# [DATA TO USE]
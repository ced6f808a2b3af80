mod timing;

pub use timing::TimingCurve;

use std::time::Duration;

use nalgebra::Vector3;
use rand::{
    distributions::{Distribution, Uniform},
    rngs::StdRng,
    SeedableRng,
};

use crate::{error::LayoutError, marker::NormalizedMarker};

/// Parameters of [`build_animation_plan`].
#[derive(Clone, Debug, PartialEq)]
pub struct AnimationConfig {
    /// start positions are drawn from the cube `[-h, h]^3`
    pub start_half_extent: f64,
    /// delay between the starts of two consecutive markers
    pub step: Duration,
    /// how long a single marker takes to reach its position
    pub duration: Duration,
    pub timing: TimingCurve,
}

impl AnimationConfig {
    pub const DEFAULT_START_HALF_EXTENT: f64 = 1.0;
    pub const DEFAULT_STEP: Duration = Duration::from_millis(1);
    pub const DEFAULT_DURATION: Duration = Duration::from_millis(500);

    pub fn validate(&self) -> Result<(), LayoutError> {
        if !(self.start_half_extent.is_finite() && self.start_half_extent >= 0.0) {
            return Err(LayoutError::InvalidConfig(format!(
                "start cube half extent must be non-negative and finite, got {}",
                self.start_half_extent
            )));
        }
        if self.step.is_zero() {
            return Err(LayoutError::InvalidConfig(
                "animation step must be longer than zero".to_string(),
            ));
        }
        Ok(())
    }
}

impl Default for AnimationConfig {
    fn default() -> Self {
        Self {
            start_half_extent: Self::DEFAULT_START_HALF_EXTENT,
            step: Self::DEFAULT_STEP,
            duration: Self::DEFAULT_DURATION,
            timing: TimingCurve::default(),
        }
    }
}

/// The move of a single marker from a random start into its final position.
#[derive(Clone, Debug, PartialEq)]
pub struct AnimationStep {
    /// index of the marker this step moves
    pub index: usize,
    pub start: Vector3<f64>,
    pub end: Vector3<f64>,
    /// time from the start of the plan until this marker starts moving
    pub delay: Duration,
    pub duration: Duration,
}

impl AnimationStep {
    /// Position of the marker `elapsed` after the plan started.
    pub fn position_at(&self, elapsed: Duration, timing: TimingCurve) -> Vector3<f64> {
        let Some(moving) = elapsed.checked_sub(self.delay) else {
            return self.start;
        };

        let t = if self.duration.is_zero() {
            1.0
        } else {
            moving.as_secs_f64() / self.duration.as_secs_f64()
        };

        self.start + (self.end - self.start) * timing.progress(t)
    }

    /// When this marker comes to rest, measured from the start of the plan
    pub fn finish(&self) -> Duration {
        self.delay.saturating_add(self.duration)
    }
}

/// A staggered reveal of a marker set, one step per marker in marker order.
#[derive(Clone, Debug, PartialEq)]
pub struct AnimationPlan {
    steps: Vec<AnimationStep>,
    timing: TimingCurve,
}

impl AnimationPlan {
    pub fn steps(&self) -> &[AnimationStep] {
        &self.steps
    }

    pub fn timing(&self) -> TimingCurve {
        self.timing
    }

    pub fn len(&self) -> usize {
        self.steps.len()
    }

    pub fn is_empty(&self) -> bool {
        self.steps.is_empty()
    }

    /// Time until the last marker has come to rest
    pub fn total_duration(&self) -> Duration {
        self.steps
            .iter()
            .map(AnimationStep::finish)
            .max()
            .unwrap_or_default()
    }

    /// Positions of all markers `elapsed` after the plan started.
    pub fn positions_at(&self, elapsed: Duration) -> Vec<Vector3<f64>> {
        self.steps
            .iter()
            .map(|step| step.position_at(elapsed, self.timing))
            .collect()
    }
}

/// Builds the reveal animation for a marker set.
///
/// With a `seed` the start positions are reproducible, without one they are drawn from
/// system entropy. Delays grow by `config.step` per marker index. Fails with
/// [`LayoutError::InvalidConfig`] if the last marker would not come to rest within
/// [`Duration::MAX`].
pub fn build_animation_plan(
    markers: &[NormalizedMarker],
    config: &AnimationConfig,
    seed: Option<u64>,
) -> Result<AnimationPlan, LayoutError> {
    config.validate()?;

    if let Some(last) = markers.len().checked_sub(1) {
        stagger(config.step, last)
            .and_then(|delay| delay.checked_add(config.duration))
            .ok_or_else(|| {
                LayoutError::InvalidConfig(format!(
                    "a step of {:?} is too long to stagger {} markers",
                    config.step,
                    markers.len()
                ))
            })?;
    }

    let mut rng = match seed {
        Some(seed) => StdRng::seed_from_u64(seed),
        None => StdRng::from_entropy(),
    };
    let half_extent = config.start_half_extent;
    let cube = Uniform::new_inclusive(-half_extent, half_extent);

    let steps = markers
        .iter()
        .enumerate()
        .map(|(index, marker)| {
            let start = Vector3::new(
                cube.sample(&mut rng),
                cube.sample(&mut rng),
                cube.sample(&mut rng),
            );
            log::trace!("marker {index} starts at {:?}", start.as_slice());

            AnimationStep {
                index,
                start,
                end: marker.position,
                // bounded by the last delay, checked above
                delay: stagger(config.step, index).unwrap_or(Duration::MAX),
                duration: config.duration,
            }
        })
        .collect::<Vec<_>>();

    log::debug!(
        "animation plan for {} markers, seeded: {}",
        steps.len(),
        seed.is_some()
    );

    Ok(AnimationPlan {
        steps,
        timing: config.timing,
    })
}

fn stagger(step: Duration, index: usize) -> Option<Duration> {
    u32::try_from(index)
        .ok()
        .and_then(|index| step.checked_mul(index))
}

# [DIRECTIONS]
Give back the entries above precisely as they appear.

# [ANSWER TO THE PROBLEM]
repository ced6f808a2b3af80
mod timing;

pub use timing::TimingCurve;

use std::time::Duration;

use nalgebra::Vector3;
use rand::{
    distributions::{Distribution, Uniform},
    rngs::StdRng,
    SeedableRng,
};

use crate::{error::LayoutError, marker::NormalizedMarker};

/// Parameters of [`build_animation_plan`].
#[derive(Clone, Debug, PartialEq)]
pub struct AnimationConfig {
    /// start positions are drawn from the cube `[-h, h]^3`
    pub start_half_extent: f64,
    /// delay between the starts of two consecutive markers
    pub step: Duration,
    /// how long a single marker takes to reach its position
    pub duration: Duration,
    pub timing: TimingCurve,
}

impl AnimationConfig {
    pub const DEFAULT_START_HALF_EXTENT: f64 = 1.0;
    pub const DEFAULT_STEP: Duration = Duration::from_millis(1);
    pub const DEFAULT_DURATION: Duration = Duration::from_millis(500);

    pub fn validate(&self) -> Result<(), LayoutError> {
        if !(self.start_half_extent.is_finite() && self.start_half_extent >= 0.0) {
            return Err(LayoutError::InvalidConfig(format!(
                "start cube half extent must be non-negative and finite, got {}",
                self.start_half_extent
            )));
        }
        if self.step.is_zero() {
            return Err(LayoutError::InvalidConfig(
                "animation step must be longer than zero".to_string(),
            ));
        }
        Ok(())
    }
}

impl Default for AnimationConfig {
    fn default() -> Self {
        Self {
            start_half_extent: Self::DEFAULT_START_HALF_EXTENT,
            step: Self::DEFAULT_STEP,
            duration: Self::DEFAULT_DURATION,
            timing: TimingCurve::default(),
        }
    }
}

/// The move of a single marker from a random start into its final position.
#[derive(Clone, Debug, PartialEq)]
pub struct AnimationStep {
    /// index of the marker this step moves
    pub index: usize,
    pub start: Vector3<f64>,
    pub end: Vector3<f64>,
    /// time from the start of the plan until this marker starts moving
    pub delay: Duration,
    pub duration: Duration,
}

impl AnimationStep {
    /// Position of the marker `elapsed` after the plan started.
    pub fn position_at(&self, elapsed: Duration, timing: TimingCurve) -> Vector3<f64> {
        let Some(moving) = elapsed.checked_sub(self.delay) else {
            return self.start;
        };

        let t = if self.duration.is_zero() {
            1.0
        } else {
            moving.as_secs_f64() / self.duration.as_secs_f64()
        };

        self.start + (self.end - self.start) * timing.progress(t)
    }

    /// When this marker comes to rest, measured from the start of the plan
    pub fn finish(&self) -> Duration {
        self.delay.saturating_add(self.duration)
    }
}

/// A staggered reveal of a marker set, one step per marker in marker order.
#[derive(Clone, Debug, PartialEq)]
pub struct AnimationPlan {
    steps: Vec<AnimationStep>,
    timing: TimingCurve,
}

impl AnimationPlan {
    pub fn steps(&self) -> &[AnimationStep] {
        &self.steps
    }

    pub fn timing(&self) -> TimingCurve {
        self.timing
    }

    pub fn len(&self) -> usize {
        self.steps.len()
    }

    pub fn is_empty(&self) -> bool {
        self.steps.is_empty()
    }

    /// Time until the last marker has come to rest
    pub fn total_duration(&self) -> Duration {
        self.steps
            .iter()
            .map(AnimationStep::finish)
            .max()
            .unwrap_or_default()
    }

    /// Positions of all markers `elapsed` after the plan started.
    pub fn positions_at(&self, elapsed: Duration) -> Vec<Vector3<f64>> {
        self.steps
            .iter()
            .map(|step| step.position_at(elapsed, self.timing))
            .collect()
    }
}

/// Builds the reveal animation for a marker set.
///
/// With a `seed` the start positions are reproducible, without one they are drawn from
/// system entropy. Delays grow by `config.step` per marker index. Fails with
/// [`LayoutError::InvalidConfig`] if the last marker would not come to rest within
/// [`Duration::MAX`].
pub fn build_animation_plan(
    markers: &[NormalizedMarker],
    config: &AnimationConfig,
    seed: Option<u64>,
) -> Result<AnimationPlan, LayoutError> {
    config.validate()?;

    if let Some(last) = markers.len().checked_sub(1) {
        stagger(config.step, last)
            .and_then(|delay| delay.checked_add(config.duration))
            .ok_or_else(|| {
                LayoutError::InvalidConfig(format!(
                    "a step of {:?} is too long to stagger {} markers",
                    config.step,
                    markers.len()
                ))
            })?;
    }

    let mut rng = match seed {
        Some(seed) => StdRng::seed_from_u64(seed),
        None => StdRng::from_entropy(),
    };
    let half_extent = config.start_half_extent;
    let cube = Uniform::new_inclusive(-half_extent, half_extent);

    let steps = markers
        .iter()
        .enumerate()
        .map(|(index, marker)| {
            let start = Vector3::new(
                cube.sample(&mut rng),
                cube.sample(&mut rng),
                cube.sample(&mut rng),
            );
            log::trace!("marker {index} starts at {:?}", start.as_slice());

            AnimationStep {
                index,
                start,
                end: marker.position,
                // bounded by the last delay, checked above
                delay: stagger(config.step, index).unwrap_or(Duration::MAX),
                duration: config.duration,
            }
        })
        .collect::<Vec<_>>();

    log::debug!(
        "animation plan for {} markers, seeded: {}",
        steps.len(),
        seed.is_some()
    );

    Ok(AnimationPlan {
        steps,
        timing: config.timing,
    })
}

fn stagger(step: Duration, index: usize) -> Option<Duration> {
    u32::try_from(index)
        .ok()
        .and_then(|index| step.checked_mul(index))
}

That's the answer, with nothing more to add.